• TASK TO COMPLETE
Your answer must hold only the lines below from the line containing "for namespace in" through the line containing "for id in ids", each reproduced exactly.

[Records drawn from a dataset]
☆ ☆ ☆ ☆
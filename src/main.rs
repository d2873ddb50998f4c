use std::collections::HashMap;
use std::path::PathBuf;
use std::sync::Arc;

use anyhow::{Context, bail};
use clap::{Args, Parser, Subcommand};
use tracing::{info, warn};
use tracing_appender::non_blocking::WorkerGuard;
use tracing_subscriber::layer::SubscriberExt;
use tracing_subscriber::util::SubscriberInitExt;
use tracing_subscriber::{EnvFilter, fmt};

use package_catalog::catalog::{
    CatalogSnapshot, CatalogSynchronizer, DiskCache, PackageRecord, SyncOptions,
};
use package_catalog::config::{self, CatalogConfig};
use package_catalog::history::InstallHistory;
use package_catalog::host::{ProjectInventory, ProjectManifest};
use package_catalog::registry::NpmRegistry;
use package_catalog::search::{FilterKind, PackageSearcher, SearchCriteria, SortMethod, Toggle};

#[derive(Parser)]
#[command(name = "package-catalog")]
#[command(version, about = "Browse, search and install registry packages for a project")]
struct Cli {
    /// Project directory
    #[arg(long, global = true, default_value = ".")]
    project: PathBuf,

    /// Configuration file [default: <data dir>/config.json]
    #[arg(long, global = true)]
    config: Option<PathBuf>,

    /// Log debug output to stderr as well as the log file
    #[arg(short, long, global = true)]
    verbose: bool,

    #[command(subcommand)]
    command: Command,
}

#[derive(Subcommand)]
enum Command {
    /// Synchronize the catalog with the project and the registry
    Sync {
        /// Refresh from the registry even if the cache is populated
        #[arg(long)]
        force: bool,
    },
    /// Search the catalog
    Search(SearchArgs),
    /// Show one package
    Info {
        name: String,
        /// Version to show instead of the default one
        #[arg(long)]
        version: Option<String>,
    },
    /// Add a package to the project manifest
    Install {
        name: String,
        /// Defaults to the package's default version
        version: Option<String>,
    },
    /// Add a package from a folder on disk
    InstallLocal {
        /// Path to the package's package.json
        path: PathBuf,
    },
    /// Remove a package from the project manifest
    Uninstall { name: String },
    /// List the registry namespaces a package may need
    Namespaces { name: String },
}

#[derive(Args)]
struct SearchArgs {
    /// Search terms, all must match unless one matches a title or name exactly
    terms: Vec<String>,

    #[arg(long, default_value = "title", value_parser = clap::value_parser!(SortMethod))]
    sort: SortMethod,

    /// Only installed packages
    #[arg(long)]
    installed: bool,
    /// Only direct dependencies
    #[arg(long)]
    direct: bool,
    /// Only indirect dependencies
    #[arg(long)]
    indirect: bool,
    /// Only packages with an upgrade available
    #[arg(long)]
    upgradable: bool,
    /// Include unsupported packages
    #[arg(long)]
    unsupported: bool,
    /// Only packages with samples
    #[arg(long)]
    examples: bool,

    #[arg(long = "tag")]
    tags: Vec<String>,
    #[arg(long)]
    author: Vec<String>,
    #[arg(long)]
    category: Vec<String>,
    /// direct, indirect, embedded or local
    #[arg(long)]
    source: Vec<String>,
}

/// Log to a JSON-lines file in the data directory, and to stderr when verbose.
///
/// The returned guard flushes the file writer when dropped.
fn initialize_tracing(verbose: bool) -> anyhow::Result<WorkerGuard> {
    let data_dir = config::data_dir();
    std::fs::create_dir_all(&data_dir)
        .with_context(|| format!("Failed to create data directory {:?}", data_dir))?;

    let file_appender = tracing_appender::rolling::never(&data_dir, config::LOG_FILE_NAME);
    let (file_writer, guard) = tracing_appender::non_blocking(file_appender);

    let default_level = if verbose { "debug" } else { "info" };
    let filter =
        EnvFilter::try_from_default_env().unwrap_or_else(|_| EnvFilter::new(default_level));

    tracing_subscriber::registry()
        .with(filter)
        .with(fmt::layer().json().with_writer(file_writer))
        .with(verbose.then(|| {
            fmt::layer()
                .with_target(false)
                .with_writer(std::io::stderr)
        }))
        .init();

    Ok(guard)
}

fn main() -> anyhow::Result<()> {
    let cli = Cli::parse();
    let _guard = initialize_tracing(cli.verbose)?;

    let config_path = cli.config.clone().unwrap_or_else(config::config_path);
    let config = CatalogConfig::load(&config_path)?;

    tokio::runtime::Builder::new_multi_thread()
        .enable_all()
        .build()?
        .block_on(run(cli, config))
}

async fn run(cli: Cli, config: CatalogConfig) -> anyhow::Result<()> {
    let registry = NpmRegistry::new(&config.registry.url)?;
    let host = ProjectInventory::open(&cli.project, config.host.engine_version)?;
    let manifest = ProjectManifest::new(&cli.project, config.registry.scope_match.clone());
    let history = Arc::new(InstallHistory::open(&config::history_path())?);

    let sync = CatalogSynchronizer::new(
        Arc::new(registry),
        Arc::new(host),
        DiskCache::new(config.cache.directory()),
        manifest,
        SyncOptions::from(&config),
    )
    .with_observer(history.clone());

    match cli.command {
        Command::Sync { force } => {
            let snapshot = sync.query(force).await?;
            print_warnings(&snapshot);
            println!(
                "{} packages, {} installed",
                snapshot.records().len(),
                snapshot.installed_packages().count()
            );
        }
        Command::Search(args) => {
            let snapshot = sync.query(false).await?;
            print_warnings(&snapshot);

            let criteria = build_criteria(args, &snapshot);
            let ordering = history.install_orders().unwrap_or_else(|e| {
                warn!("Failed to read install history: {}", e);
                HashMap::new()
            });
            let results = PackageSearcher::new().filter_packages(&snapshot, &criteria, &ordering);
            for record in results.iter() {
                print_summary(&snapshot, record);
            }
        }
        Command::Info { name, version } => {
            let snapshot = sync.query(false).await?;
            let Some(record) = snapshot.record(&name) else {
                bail!("Package not found in catalog: {}", name);
            };
            print_info(&snapshot, record, version.as_deref())?;
        }
        Command::Install { name, version } => {
            let version = match version {
                Some(version) => version,
                None => {
                    let snapshot = sync.query(false).await?;
                    snapshot
                        .record(&name)
                        .and_then(|r| r.default_version())
                        .map(|v| v.version().to_string())
                        .with_context(|| format!("Package not found in catalog: {}", name))?
                }
            };
            sync.install(&name, &version, true).await?;
            println!("Installed {}@{}", name, version);
        }
        Command::InstallLocal { path } => {
            sync.install_local(&path, true).await?;
            println!("Installed package from {:?}", path);
        }
        Command::Uninstall { name } => {
            sync.uninstall(&name, true).await?;
            println!("Uninstalled {}", name);
        }
        Command::Namespaces { name } => {
            let snapshot = sync.query(false).await?;
            for namespace in snapshot.transitive_namespaces_of(&name).iter() {
                println!("{}", namespace);
            }
        }
    }

    Ok(())
}

fn build_criteria(args: SearchArgs, snapshot: &Arc<CatalogSnapshot>) -> SearchCriteria {
    let mut criteria = SearchCriteria::new();
    criteria.update_filters_using_package_list(snapshot);

    for term in &args.terms {
        criteria.add_search_term(term);
    }
    criteria.set_sort_method(args.sort);
    criteria.set_toggle(Toggle::OnlyInstalled, args.installed);
    criteria.set_toggle(Toggle::OnlyDirect, args.direct);
    criteria.set_toggle(Toggle::OnlyIndirect, args.indirect);
    criteria.set_toggle(Toggle::UpgradeAvailable, args.upgradable);
    criteria.set_toggle(Toggle::ShowUnsupported, args.unsupported);
    criteria.set_toggle(Toggle::ContainsExamples, args.examples);

    for (kind, ids) in [
        (FilterKind::Tags, &args.tags),
        (FilterKind::Author, &args.author),
        (FilterKind::Category, &args.category),
        (FilterKind::Source, &args.source),
    ] {
        for id in ids {
            if !criteria.set_keyword_enabled(kind, id, true) {
                warn!("No package has {} '{}'", kind, id);
            }
        }
    }

    info!("Searching with {} active tags", criteria.active_tags().len());
    criteria
}

fn print_warnings(snapshot: &CatalogSnapshot) {
    for warning in snapshot.warnings() {
        eprintln!("warning: {}", warning);
    }
}

fn print_summary(snapshot: &CatalogSnapshot, record: &PackageRecord) {
    let Some(default) = record.default_version() else {
        return;
    };
    let state = match snapshot.installed(record.name()) {
        Some(installed) => match &installed.upgrade_version {
            Some(upgrade) => format!(
                "  [{} {} -> {}]",
                installed.source, installed.installed_version, upgrade
            ),
            None => format!("  [{} {}]", installed.source, installed.installed_version),
        },
        None => String::new(),
    };
    println!(
        "{}@{}  {}{}",
        record.name(),
        default.version(),
        default.title(),
        state
    );
}

fn print_info(
    snapshot: &CatalogSnapshot,
    record: &PackageRecord,
    version: Option<&str>,
) -> anyhow::Result<()> {
    let info = match version {
        Some(version) => snapshot.version_info(record.name(), version)?,
        None => record
            .default_version()
            .with_context(|| format!("{} has no default version", record.name()))?,
    };

    println!("{} ({})", info.title(), record.name());
    println!("version:    {}", info.version());
    if let Some(published) = info.date_published() {
        println!("published:  {}", published.format("%Y-%m-%d"));
    }
    println!("engine:     {}", info.engine_version());
    if !info.author().is_empty() {
        println!("author:     {}", info.author());
    }
    if !info.category().is_empty() {
        println!("category:   {}", info.category());
    }
    if !info.keywords().is_empty() {
        println!("keywords:   {}", info.keywords().join(", "));
    }
    if record.is_deprecated() {
        println!("deprecated: yes");
    }
    if let Some(installed) = snapshot.installed(record.name()) {
        println!(
            "installed:  {} ({})",
            installed.installed_version, installed.source
        );
        if let Some(upgrade) = &installed.upgrade_version {
            println!("upgrade:    {}", upgrade);
        }
    }
    for dependency in info.dependencies() {
        println!("depends on: {} {}", dependency.name, dependency.version_range);
    }
    if !info.description().is_empty() {
        println!();
        println!("{}", info.description());
    }

    let versions: Vec<&str> = record.versions().iter().map(|v| v.version()).collect();
    println!();
    println!("versions:   {}", versions.join(", "));
    Ok(())
}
☆ ☆ ☆ ☆
• REPLY
            for namespace in snapshot.transitive_namespaces_of(&name).iter() {
                println!("{}", namespace);
            }
        }
    }

    Ok(())
}

fn build_criteria(args: SearchArgs, snapshot: &Arc<CatalogSnapshot>) -> SearchCriteria {
    let mut criteria = SearchCriteria::new();
    criteria.update_filters_using_package_list(snapshot);

    for term in &args.terms {
        criteria.add_search_term(term);
    }
    criteria.set_sort_method(args.sort);
    criteria.set_toggle(Toggle::OnlyInstalled, args.installed);
    criteria.set_toggle(Toggle::OnlyDirect, args.direct);
    criteria.set_toggle(Toggle::OnlyIndirect, args.indirect);
    criteria.set_toggle(Toggle::UpgradeAvailable, args.upgradable);
    criteria.set_toggle(Toggle::ShowUnsupported, args.unsupported);
    criteria.set_toggle(Toggle::ContainsExamples, args.examples);

    for (kind, ids) in [
        (FilterKind::Tags, &args.tags),
        (FilterKind::Author, &args.author),
        (FilterKind::Category, &args.category),
        (FilterKind::Source, &args.source),
    ] {
        for id in ids {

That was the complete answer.